35. O Impugnante veio então exigir o cumprimento do contrato promessa, pretendendo comprar o imóvel livre de quaisquer ónus ou encargos, mas o Credor hipotecário, E..., SA só aceita distratar a hipoteca se lhe for paga a totalidade do seu crédito.
36. O Senhor Administrador da Insolvência veio, a fls. 91, informar que tem pugnado pelo cumprimento do contrato em causa, mas o Credor/Impugnante só aceita celebrar a escritura se o prédio for transmitido livre de ónus e encargos e o Credor hipotecário não está na disposição de distratar a hipoteca, não lhe sendo consequentemente possível cumprir o contrato nos seus exatos termos, ou seja, com uma transmissão livre de ónus e encargos.
37. Teve lugar a tentativa de conciliação a que alude o art. 136º, n. 1 do CIRE, no decurso da qual as partes envolvidas e o Senhor Administrador da Insolvência mantiveram as suas posições já vertidas nos autos:
O Sr. Administrador de Insolvência disse que está na disposição de cumprir o contrato de promessa, mas com a transmissão do imóvel com os ónus que o mesmo tem e que mantém o valor do crédito reconhecido ao Credor Impugnante B..., bem como a sua natureza.
O Ilustre Mandatário do Credor B... disse que o seu constituinte só tem interesse na celebração de escritura de compra e venda se for feita sem ónus e, caso tal não venha a suceder, ou não seja possível, deverá considerar-se incumprido o contrato com o reconhecimento do direito de retenção e o crédito correspondente ao dobro do sinal prestado conforme o peticionado.
A Ilustre mandatária do Credor Reclamante E..., SA disse que o seu constituinte não distrata a hipoteca se não lhe for pago o valor do seu crédito, sendo que o imóvel não se encontra apreendido, pelo que qualquer venda que venha a ser efetuada apenas poderá ser realizada no âmbito externo à própria insolvência funcionando o Senhor Administrador Judicial apenas e só como representante dos insolventes.

III – Delimitação do objecto do recurso; questões a apreciar.
O objecto do recurso é delimitado, no essencial, pelas conclusões das alegações dos recorrentes; assim, as questões colocadas a esta Relação prendem-se com:
- apurar se cabe ao administrador de insolvência, no âmbito do cumprimento de um contrato promessa de compra e venda com eficácia real, proceder pela obtenção do distrate, e/ou, extinguir os direitos reais de garantia que onerem os bens transmitidos com fundamento no disposto no art. 824º, nº. 2 do Código Civil;
- apurar, caso seja negativa a resposta à questão acima colocada, se o crédito reconhecido ao recorrente beneficia da prevalência que lhe é conferida pelo “direito de retenção” sobre o imóvel apreendido nos autos, devendo ser graduado acima do credor hipotecário.

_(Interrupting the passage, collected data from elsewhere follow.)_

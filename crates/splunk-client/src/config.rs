//! Client configuration.

use std::fmt;

use serde::Deserialize;

use crate::error::{Result, SplunkError};
use crate::value::Value;

const DEFAULT_CONNECT_TIMEOUT_SECS: u64 = 10;
const DEFAULT_TIMEOUT_SECS: u64 = 30;
const DEFAULT_PAGE_SIZE: usize = 100;
const MAX_TIMEOUT_SECS: u64 = 600;

/// How requests authenticate.
#[derive(Clone, PartialEq, Eq, Deserialize)]
#[serde(tag = "type", rename_all = "snake_case")]
pub enum Credentials {
    /// An authentication token, sent as `Authorization: Bearer`.
    Token { token: String },
    /// A session key from `auth/login`, sent as `Authorization: Splunk`.
    SessionKey { key: String },
    /// HTTP basic authentication.
    Basic { username: String, password: String },
}

impl fmt::Debug for Credentials {
    fn fmt(&self, f: &mut fmt::Formatter<'_>) -> fmt::Result {
        match self {
            Credentials::Token { .. } => f.write_str("Token(<redacted>)"),
            Credentials::SessionKey { .. } => f.write_str("SessionKey(<redacted>)"),
            Credentials::Basic { username, .. } => f
                .debug_struct("Basic")
                .field("username", username)
                .finish_non_exhaustive(),
        }
    }
}

/// Connection settings for [`HttpTransport`](crate::HttpTransport).
#[derive(Debug, Clone, Deserialize)]
pub struct ClientConfig {
    /// Management endpoint, e.g. `https://localhost:8089`.
    pub base_url: String,
    /// Namespace owner; set together with `app`.
    #[serde(default)]
    pub owner: Option<String>,
    /// Namespace app; set together with `owner`.
    #[serde(default)]
    pub app: Option<String>,
    #[serde(default)]
    pub credentials: Option<Credentials>,
    #[serde(default = "default_verify_tls")]
    pub verify_tls: bool,
    #[serde(default = "default_connect_timeout_secs")]
    pub connect_timeout_secs: u64,
    #[serde(default = "default_timeout_secs")]
    pub timeout_secs: u64,
    /// Entries requested per page when enumerating; 0 asks for all at once.
    #[serde(default = "default_page_size")]
    pub page_size: usize,
}

fn default_verify_tls() -> bool {
    true
}

fn default_connect_timeout_secs() -> u64 {
    DEFAULT_CONNECT_TIMEOUT_SECS
}

fn default_timeout_secs() -> u64 {
    DEFAULT_TIMEOUT_SECS
}

fn default_page_size() -> usize {
    DEFAULT_PAGE_SIZE
}

impl ClientConfig {
    pub fn new(base_url: impl Into<String>) -> Self {
        Self {
            base_url: base_url.into(),
            owner: None,
            app: None,
            credentials: None,
            verify_tls: default_verify_tls(),
            connect_timeout_secs: DEFAULT_CONNECT_TIMEOUT_SECS,
            timeout_secs: DEFAULT_TIMEOUT_SECS,
            page_size: DEFAULT_PAGE_SIZE,
        }
    }

    /// Scope relative paths to `/servicesNS/{owner}/{app}`.
    pub fn with_namespace(mut self, owner: impl Into<String>, app: impl Into<String>) -> Self {
        self.owner = Some(owner.into());
        self.app = Some(app.into());
        self
    }

    pub fn with_credentials(mut self, credentials: Credentials) -> Self {
        self.credentials = Some(credentials);
        self
    }

    pub fn with_verify_tls(mut self, verify: bool) -> Self {
        self.verify_tls = verify;
        self
    }

    pub fn with_timeouts(mut self, connect_secs: u64, request_secs: u64) -> Self {
        self.connect_timeout_secs = connect_secs;
        self.timeout_secs = request_secs;
        self
    }

    pub fn with_page_size(mut self, page_size: usize) -> Self {
        self.page_size = page_size;
        self
    }

    /// The namespace, if both halves are set.
    pub fn namespace(&self) -> Option<(&str, &str)> {
        match (&self.owner, &self.app) {
            (Some(owner), Some(app)) => Some((owner, app)),
            _ => None,
        }
    }

    /// Check the settings before any connection is attempted.
    pub fn validate(&self) -> Result<()> {
        if !(self.base_url.starts_with("http://") || self.base_url.starts_with("https://")) {
            return Err(SplunkError::Config(format!(
                "base_url must be an http(s) URL, got `{}`",
                self.base_url
            )));
        }
        if self.owner.is_some() != self.app.is_some() {
            return Err(SplunkError::Config(
                "owner and app must be set together".into(),
            ));
        }
        for (name, secs) in [
            ("connect_timeout_secs", self.connect_timeout_secs),
            ("timeout_secs", self.timeout_secs),
        ] {
            if secs == 0 || secs > MAX_TIMEOUT_SECS {
                return Err(SplunkError::Config(format!(
                    "{name} must be between 1 and {MAX_TIMEOUT_SECS}, got {secs}"
                )));
            }
        }
        Ok(())
    }

    /// Load settings from `SPLUNK_*` environment variables.
    ///
    /// `SPLUNK_URL` is required. Credentials are taken from `SPLUNK_TOKEN`,
    /// then `SPLUNK_SESSION_KEY`, then `SPLUNK_USERNAME` with
    /// `SPLUNK_PASSWORD`.
    pub fn from_env() -> Result<Self> {
        Self::from_lookup(|name| std::env::var(name).ok())
    }

    fn from_lookup(var: impl Fn(&str) -> Option<String>) -> Result<Self> {
        let base_url =
            var("SPLUNK_URL").ok_or_else(|| SplunkError::Config("SPLUNK_URL is not set".into()))?;
        let mut config = Self::new(base_url);

        config.owner = var("SPLUNK_OWNER");
        config.app = var("SPLUNK_APP");

        config.credentials = if let Some(token) = var("SPLUNK_TOKEN") {
            Some(Credentials::Token { token })
        } else if let Some(key) = var("SPLUNK_SESSION_KEY") {
            Some(Credentials::SessionKey { key })
        } else if let Some(username) = var("SPLUNK_USERNAME") {
            let password = var("SPLUNK_PASSWORD").ok_or_else(|| {
                SplunkError::Config("SPLUNK_USERNAME is set without SPLUNK_PASSWORD".into())
            })?;
            Some(Credentials::Basic { username, password })
        } else {
            None
        };

        if let Some(raw) = var("SPLUNK_VERIFY_TLS") {
            config.verify_tls = Value::from(raw.as_str()).to_bool().ok_or_else(|| {
                SplunkError::Config(format!("SPLUNK_VERIFY_TLS: not a boolean: `{raw}`"))
            })?;
        }

        config.validate()?;
        Ok(config)
    }
}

IV -Fundamentação de direito.
Tendo o aqui apelante exigido do Ex.mo Senhor Administrador de Insolvência, nos termos do art.º 106.º do CIRE, o cumprimento do contrato promessa “sub judice”, pretendendo comprar o imóvel livre de quaisquer ónus ou encargos, entendeu o tribunal “a quo” que o Administrador de Insolvência, atento o não consentimento do credor hipotecário, não teria de “distratar” os ónus e encargos que incidem sobre o imóvel prometido vender.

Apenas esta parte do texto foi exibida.